= Beginning of Section =
use super::{PopupcamOrchestrator, ShutdownReason};
use crate::error::{PopupcamError, Result};
use crate::events::PopupcamEvent;
use std::sync::Arc;
use tokio::sync::{broadcast, oneshot, Mutex};
use tracing::{info, warn};

type SharedSender = Arc<Mutex<Option<oneshot::Sender<ShutdownReason>>>>;

impl PopupcamOrchestrator {
    /// Run until a signal or a shutdown request arrives, then shut down
    pub async fn run(&mut self) -> Result<i32> {
        info!("Popup camera daemon is running");

        let shutdown_sender = self
            .shutdown_sender
            .take()
            .ok_or_else(|| PopupcamError::system("Shutdown sender already taken"))?;

        let shutdown_receiver = self
            .shutdown_receiver
            .take()
            .ok_or_else(|| PopupcamError::system("Shutdown receiver already taken"))?;

        let shutdown_sender = Arc::new(Mutex::new(Some(shutdown_sender)));
        self.setup_signal_handlers(Arc::clone(&shutdown_sender));
        self.watch_shutdown_requests(shutdown_sender);

        let shutdown_reason = shutdown_receiver
            .await
            .map_err(|_| PopupcamError::system("Shutdown channel closed unexpectedly"))?;

        info!("Shutdown initiated: {:?}", shutdown_reason);

        let exit_code = self.shutdown().await?;

        info!("Popup camera daemon shutdown complete");
        Ok(exit_code)
    }

    /// Set up signal handlers for graceful shutdown
    fn setup_signal_handlers(&self, shutdown_sender: SharedSender) {
        // Handle SIGTERM (systemd stop) - Unix only
        #[cfg(unix)]
        {
            let sender = Arc::clone(&shutdown_sender);
            tokio::spawn(async move {
                use tokio::signal::unix::{signal, SignalKind};

                let mut sigterm = match signal(SignalKind::terminate()) {
                    Ok(sigterm) => sigterm,
                    Err(e) => {
                        warn!("Failed to register SIGTERM handler: {}", e);
                        return;
                    }
                };
                if sigterm.recv().await.is_some() {
                    info!("Received SIGTERM signal");
                    send_reason(&sender, ShutdownReason::Signal("SIGTERM".to_string())).await;
                }
            });
        }

        // Handle SIGINT (Ctrl+C) - Cross-platform
        tokio::spawn(async move {
            if let Ok(()) = tokio::signal::ctrl_c().await {
                info!("Received SIGINT signal (Ctrl+C)");
                send_reason(&shutdown_sender, ShutdownReason::Signal("SIGINT".to_string())).await;
            }
        });
    }

    /// Turn `ShutdownRequested` events (keyboard quit) into a shutdown
    fn watch_shutdown_requests(&self, shutdown_sender: SharedSender) {
        let mut events = self.event_bus.subscribe();
        let cancellation_token = self.cancellation_token.clone();

        tokio::spawn(async move {
            loop {
                let event = tokio::select! {
                    _ = cancellation_token.cancelled() => return,
                    event = events.recv() => event,
                };
                match event {
                    Ok(PopupcamEvent::ShutdownRequested { .. }) => {
                        send_reason(&shutdown_sender, ShutdownReason::UserRequest).await;
                        return;
                    }
                    Ok(_) | Err(broadcast::error::RecvError::Lagged(_)) => continue,
                    Err(broadcast::error::RecvError::Closed) => return,
                }
            }
        });
    }
}

async fn send_reason(sender: &SharedSender, reason: ShutdownReason) {
    if let Some(sender) = sender.lock().await.take() {
        let _ = sender.send(reason);
    }
}
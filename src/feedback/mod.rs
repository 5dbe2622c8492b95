mod daemon;
mod led;
mod mock;
mod preferences;
mod sink;
mod sound;
#[cfg(test)]
mod tests;

pub use daemon::DaemonFeedback;
pub use led::LedIndicator;
pub use mock::{FeedbackCall, RecordingFeedback};
pub use preferences::{FeedbackPreferences, PreferenceStore, SOUND_DISABLED};
pub use sink::{present_dialog, CalibrationResult, DialogKind, FeedbackSink, UserChoice};
pub use sound::{SoundEffects, SOUND_SETS};
use super::*;
use crate::config::PopupcamConfig;
use crate::error::{FeedbackError, PopupcamError};
use crate::events::{EventBus, EventFilter, EventReceiver, PopupcamEvent};
use crate::motor::Direction;
use std::sync::Arc;
use std::time::Duration;
use tempfile::TempDir;

#[test]
fn test_preferences_default_when_missing() {
    let dir = TempDir::new().unwrap();
    let store = PreferenceStore::load(dir.path().join("prefs.toml"));

    let prefs = store.current();
    assert!(prefs.led_enabled);
    assert_eq!(prefs.sound_effect, 0);
}

#[test]
fn test_preferences_round_trip_through_file() {
    let dir = TempDir::new().unwrap();
    let path = dir.path().join("prefs.toml");

    let store = PreferenceStore::load(&path);
    store
        .update(FeedbackPreferences {
            led_enabled: false,
            sound_effect: SOUND_DISABLED,
        })
        .unwrap();

    let reloaded = PreferenceStore::load(&path);
    assert!(!reloaded.current().led_enabled);
    assert_eq!(reloaded.current().sound_effect, SOUND_DISABLED);
}

#[test]
fn test_corrupt_preferences_fall_back_to_defaults() {
    let dir = TempDir::new().unwrap();
    let path = dir.path().join("prefs.toml");
    std::fs::write(&path, "led_enabled = \"maybe\"").unwrap();

    let store = PreferenceStore::load(&path);
    assert_eq!(store.current(), FeedbackPreferences::default());
}

#[test]
fn test_corrupt_preferences_report_feedback_error() {
    let dir = TempDir::new().unwrap();
    let path = dir.path().join("prefs.toml");
    std::fs::write(&path, "sound_effect = [").unwrap();

    let error = PreferenceStore::read_file(&path).unwrap_err();
    match &error {
        FeedbackError::Preferences { path: reported, .. } => {
            assert!(reported.ends_with("prefs.toml"))
        }
        other => panic!("Unexpected error: {}", other),
    }

    let error = PopupcamError::from(error);
    assert!(matches!(error, PopupcamError::Feedback(_)));
}

#[test]
fn test_sound_file_selection() {
    let sound = SoundEffects::new("/sounds", "aplay");

    assert_eq!(
        sound.sound_file(0, Direction::Open),
        Some(std::path::PathBuf::from("/sounds/popup_muqin_up.ogg"))
    );
    assert_eq!(
        sound.sound_file(2, Direction::Close),
        Some(std::path::PathBuf::from("/sounds/popup_mofa_down.ogg"))
    );
    assert_eq!(sound.sound_file(SOUND_DISABLED, Direction::Open), None);
    assert_eq!(sound.sound_file(SOUND_SETS.len() as i32, Direction::Open), None);
}

#[tokio::test(start_paused = true)]
async fn test_led_lights_then_turns_off() {
    let dir = TempDir::new().unwrap();
    let green = dir.path().join("green");
    let blue = dir.path().join("blue");
    let led = LedIndicator::new([green.clone(), blue.clone()]);

    led.light_for(Duration::from_millis(1200));
    assert_eq!(std::fs::read_to_string(&green).unwrap(), "255");
    assert_eq!(std::fs::read_to_string(&blue).unwrap(), "255");

    tokio::time::sleep(Duration::from_millis(1300)).await;
    assert_eq!(std::fs::read_to_string(&green).unwrap(), "0");
    assert_eq!(std::fs::read_to_string(&blue).unwrap(), "0");
}

#[tokio::test(start_paused = true)]
async fn test_led_relight_extends_on_time() {
    let dir = TempDir::new().unwrap();
    let green = dir.path().join("green");
    let led = LedIndicator::new([green.clone()]);

    led.light_for(Duration::from_millis(1000));
    tokio::time::sleep(Duration::from_millis(800)).await;
    led.light_for(Duration::from_millis(1000));

    tokio::time::sleep(Duration::from_millis(500)).await;
    assert_eq!(std::fs::read_to_string(&green).unwrap(), "255");

    tokio::time::sleep(Duration::from_millis(600)).await;
    assert_eq!(std::fs::read_to_string(&green).unwrap(), "0");
}

fn daemon_feedback(dir: &TempDir, auto_calibrate: bool, led_enabled: bool) -> (DaemonFeedback, Arc<EventBus>) {
    let mut config = PopupcamConfig::default().feedback;
    config.led_paths = vec![dir.path().join("led").display().to_string()];
    config.auto_calibrate = auto_calibrate;

    let preferences = Arc::new(PreferenceStore::load(dir.path().join("prefs.toml")));
    preferences
        .update(FeedbackPreferences {
            led_enabled,
            sound_effect: SOUND_DISABLED,
        })
        .unwrap();

    let event_bus = Arc::new(EventBus::new(16));
    (
        DaemonFeedback::new(&config, preferences, Arc::clone(&event_bus)),
        event_bus,
    )
}

#[tokio::test]
async fn test_daemon_feedback_respects_led_preference() {
    let dir = TempDir::new().unwrap();
    let (feedback, _) = daemon_feedback(&dir, false, false);

    feedback.light_indicator(Duration::from_millis(100));
    assert!(!dir.path().join("led").exists());
}

#[tokio::test]
async fn test_daemon_feedback_jam_policy() {
    let dir = TempDir::new().unwrap();

    let (manual, event_bus) = daemon_feedback(&dir, false, true);
    let mut receiver = EventReceiver::new(
        event_bus.subscribe(),
        EventFilter::EventTypes(vec!["dialog_shown"]),
        "test".to_string(),
    );
    assert_eq!(manual.show_jam_error(true, false).await, UserChoice::Cancel);
    assert_eq!(manual.show_jam_error(false, true).await, UserChoice::Ack);
    match receiver.recv().await.unwrap() {
        PopupcamEvent::DialogShown { kind, .. } => assert_eq!(kind, "jam"),
        other => panic!("Unexpected event: {:?}", other),
    }

    let (automatic, _) = daemon_feedback(&dir, true, true);
    assert_eq!(
        automatic.show_jam_error(true, true).await,
        UserChoice::CalibrateNow
    );
}

#[tokio::test]
async fn test_recording_feedback_holds_dialogs_until_released() {
    let feedback = Arc::new(RecordingFeedback::new());
    feedback.hold_dialogs(true);

    let sink = Arc::clone(&feedback);
    let dialog = tokio::spawn(async move { sink.show_frequency_warning().await });

    tokio::task::yield_now().await;
    assert!(!dialog.is_finished());

    feedback.release_dialog();
    assert_eq!(dialog.await.unwrap(), UserChoice::Ack);
    assert_eq!(feedback.calls(), vec![FeedbackCall::FrequencyWarning]);
}
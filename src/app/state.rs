use super::{ComponentState, PopupcamOrchestrator};
use std::collections::HashMap;
use tracing::debug;

impl PopupcamOrchestrator {
    /// Update component state
    pub async fn set_component_state(&self, component: &str, state: ComponentState) {
        let mut states = self.component_states.lock().await;
        debug!("Component '{}' state changed to: {:?}", component, state);
        states.insert(component.to_string(), state);
    }

    /// Get component state
    pub async fn get_component_state(&self, component: &str) -> Option<ComponentState> {
        let states = self.component_states.lock().await;
        states.get(component).cloned()
    }

    /// Get all component states
    pub async fn get_all_component_states(&self) -> HashMap<String, ComponentState> {
        let states = self.component_states.lock().await;
        states.clone()
    }
}
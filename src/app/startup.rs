use super::{ComponentState, PopupcamOrchestrator};
use crate::error::{EventBusError, PopupcamError, Result};
use crate::events::{EventFilter, EventReceiver};
use crate::keyboard_input::{KeyboardInputHandler, SimulationControls};
use crate::motor::MotorActor;
use std::sync::Arc;
use tracing::{debug, error, info, warn};

impl PopupcamOrchestrator {
    /// Build all system components without starting them
    pub async fn initialize(&mut self) -> Result<()> {
        info!("Initializing popup camera components");

        let (actor, handle) = MotorActor::builder(self.config.clone())
            .with_connector(Arc::clone(&self.connector))
            .with_feedback(Arc::clone(&self.feedback))
            .with_event_bus(Arc::clone(&self.event_bus))
            .with_proximity(Arc::clone(&self.proximity))
            .with_free_fall(self.free_fall.clone())
            .build()?;

        if self.keyboard_enabled {
            self.keyboard_handler = Some(KeyboardInputHandler::new(SimulationControls {
                motor_handle: handle.clone(),
                motor: Arc::clone(&self.motor),
                proximity: self.simulated_proximity.clone(),
                free_fall: Arc::clone(&self.free_fall),
                preferences: Arc::clone(&self.preferences),
                event_bus: Arc::clone(&self.event_bus),
                camera_id: self.config.debounce.front_camera_id.clone(),
            }));
        }

        self.motor_actor = Some(actor);
        self.motor_handle = Some(handle);

        let mut states = self.component_states.lock().await;
        states.insert("motor".to_string(), ComponentState::Stopped);
        states.insert("events".to_string(), ComponentState::Stopped);
        if self.keyboard_enabled {
            states.insert("keyboard".to_string(), ComponentState::Stopped);
        }
        drop(states);

        info!("All components initialized successfully");
        Ok(())
    }

    /// Start all system components
    pub async fn start(&mut self) -> Result<()> {
        info!("Starting popup camera daemon");

        // Subscribe before the motor boots so its first events are logged
        self.set_component_state("events", ComponentState::Starting)
            .await;
        self.event_logger = Some(self.spawn_event_logger());
        self.set_component_state("events", ComponentState::Running)
            .await;

        self.set_component_state("motor", ComponentState::Starting)
            .await;
        let actor = self.motor_actor.take().ok_or_else(|| {
            error!("Motor actor missing; was initialize() called?");
            PopupcamError::component("motor", "Motor actor not initialized")
        })?;
        self.motor_task = Some(tokio::spawn(actor.run()));
        self.set_component_state("motor", ComponentState::Running)
            .await;
        info!("Motor controller started");

        if self.keyboard_enabled {
            if let Some(keyboard_handler) = &self.keyboard_handler {
                self.set_component_state("keyboard", ComponentState::Starting)
                    .await;

                keyboard_handler.start().await.map_err(|e| {
                    error!("Failed to start keyboard handler: {}", e);
                    e
                })?;

                self.set_component_state("keyboard", ComponentState::Running)
                    .await;
            }
        }

        info!("Popup camera daemon started successfully");
        Ok(())
    }

    fn spawn_event_logger(&self) -> tokio::task::JoinHandle<()> {
        let mut receiver = EventReceiver::new(
            self.event_bus.subscribe(),
            EventFilter::All,
            "event_logger".to_string(),
        );
        let cancellation_token = self.cancellation_token.clone();

        tokio::spawn(async move {
            loop {
                tokio::select! {
                    _ = cancellation_token.cancelled() => break,
                    event = receiver.recv() => match event {
                        Ok(event) => info!("{}", event.description()),
                        Err(EventBusError::Lagged(n)) => warn!("Event logger skipped {} events", n),
                        Err(e) => {
                            debug!("Event logger stopping: {}", e);
                            break;
                        }
                    },
                }
            }
        })
    }
}
use crate::error::DeviceError;
use serde::{Deserialize, Serialize};
use std::fmt;
use tokio::time::Instant;

/// Direction of travel requested from the motor
#[derive(Debug, Clone, Copy, PartialEq, Eq, Hash, Serialize, Deserialize)]
pub enum Direction {
    Open,
    Close,
}

impl Direction {
    pub fn opposite(self) -> Self {
        match self {
            Direction::Open => Direction::Close,
            Direction::Close => Direction::Open,
        }
    }

    /// Camera state reached once a command in this direction is issued
    pub fn target_state(self) -> CameraState {
        match self {
            Direction::Open => CameraState::Open,
            Direction::Close => CameraState::Closed,
        }
    }
}

impl fmt::Display for Direction {
    fn fmt(&self, f: &mut fmt::Formatter<'_>) -> fmt::Result {
        match self {
            Direction::Open => write!(f, "open"),
            Direction::Close => write!(f, "close"),
        }
    }
}

/// Logical position of the popup camera as tracked by the controller
#[derive(Debug, Clone, Copy, PartialEq, Eq, Default, Serialize, Deserialize)]
pub enum CameraState {
    Open,
    Closed,
    #[default]
    Unknown,
}

/// Status reported by the motor device
#[derive(Debug, Clone, Copy, PartialEq, Eq, Serialize, Deserialize)]
pub enum MotorStatus {
    PopupOk,
    PopupJammed,
    TakebackOk,
    TakebackJammed,
    Pressed,
    CalibOk,
    CalibError,
    RequestCalib,
}

impl MotorStatus {
    /// Vendor HAL status code
    pub fn code(self) -> i32 {
        match self {
            MotorStatus::PopupOk => 11,
            MotorStatus::PopupJammed => 12,
            MotorStatus::TakebackOk => 13,
            MotorStatus::TakebackJammed => 14,
            MotorStatus::Pressed => 15,
            MotorStatus::CalibOk => 17,
            MotorStatus::CalibError => 18,
            MotorStatus::RequestCalib => 19,
        }
    }

    /// Statuses that send the controller into error escalation
    pub fn is_error(self) -> bool {
        matches!(
            self,
            MotorStatus::RequestCalib
                | MotorStatus::PopupJammed
                | MotorStatus::TakebackJammed
                | MotorStatus::CalibError
        )
    }

    /// Whether the motor is ready to move in `direction`
    pub fn permits(self, direction: Direction) -> bool {
        match direction {
            Direction::Open => matches!(self, MotorStatus::TakebackOk | MotorStatus::CalibOk),
            Direction::Close => matches!(self, MotorStatus::PopupOk | MotorStatus::CalibOk),
        }
    }
}

impl TryFrom<i32> for MotorStatus {
    type Error = DeviceError;

    fn try_from(code: i32) -> Result<Self, Self::Error> {
        match code {
            11 => Ok(MotorStatus::PopupOk),
            12 => Ok(MotorStatus::PopupJammed),
            13 => Ok(MotorStatus::TakebackOk),
            14 => Ok(MotorStatus::TakebackJammed),
            15 => Ok(MotorStatus::Pressed),
            17 => Ok(MotorStatus::CalibOk),
            18 => Ok(MotorStatus::CalibError),
            19 => Ok(MotorStatus::RequestCalib),
            other => Err(DeviceError::UnknownStatus(other)),
        }
    }
}

/// Command issued to the device and not yet confirmed
#[derive(Debug, Clone, Copy, PartialEq)]
pub struct PendingCommand {
    pub target: Direction,
    pub issued_at: Instant,
}

/// Per-direction jam counters, each saturating at its cap
#[derive(Debug, Clone, Copy, PartialEq, Eq, Default)]
pub struct FailureCounters {
    pub popup_failures: u32,
    pub takeback_failures: u32,
}

/// Externally visible phase of the controller
#[derive(Debug, Clone, Copy, PartialEq, Eq)]
pub enum ControllerPhase {
    Idle,
    CommandInFlight(Direction),
    CalibratingInFlight,
}

/// Point-in-time view of the controller, used for diagnostics
#[derive(Debug, Clone, PartialEq)]
pub struct ControllerSnapshot {
    pub camera_state: CameraState,
    pub phase: ControllerPhase,
    pub busy: bool,
    pub calibrating: bool,
    pub dialog_showing: bool,
    pub deferred_open: bool,
    pub queued: Option<Direction>,
    pub pending: Option<PendingCommand>,
    pub failures: FailureCounters,
    pub device_bound: bool,
    pub free_fall_armed: bool,
}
= End of Section =
**Task description**
Please find, in the entries above, every line where "CameraState" occurs, and copy it.

**Task response**
    pub fn target_state(self) -> CameraState {
            Direction::Open => CameraState::Open,
            Direction::Close => CameraState::Closed,
pub enum CameraState {
    pub camera_state: CameraState,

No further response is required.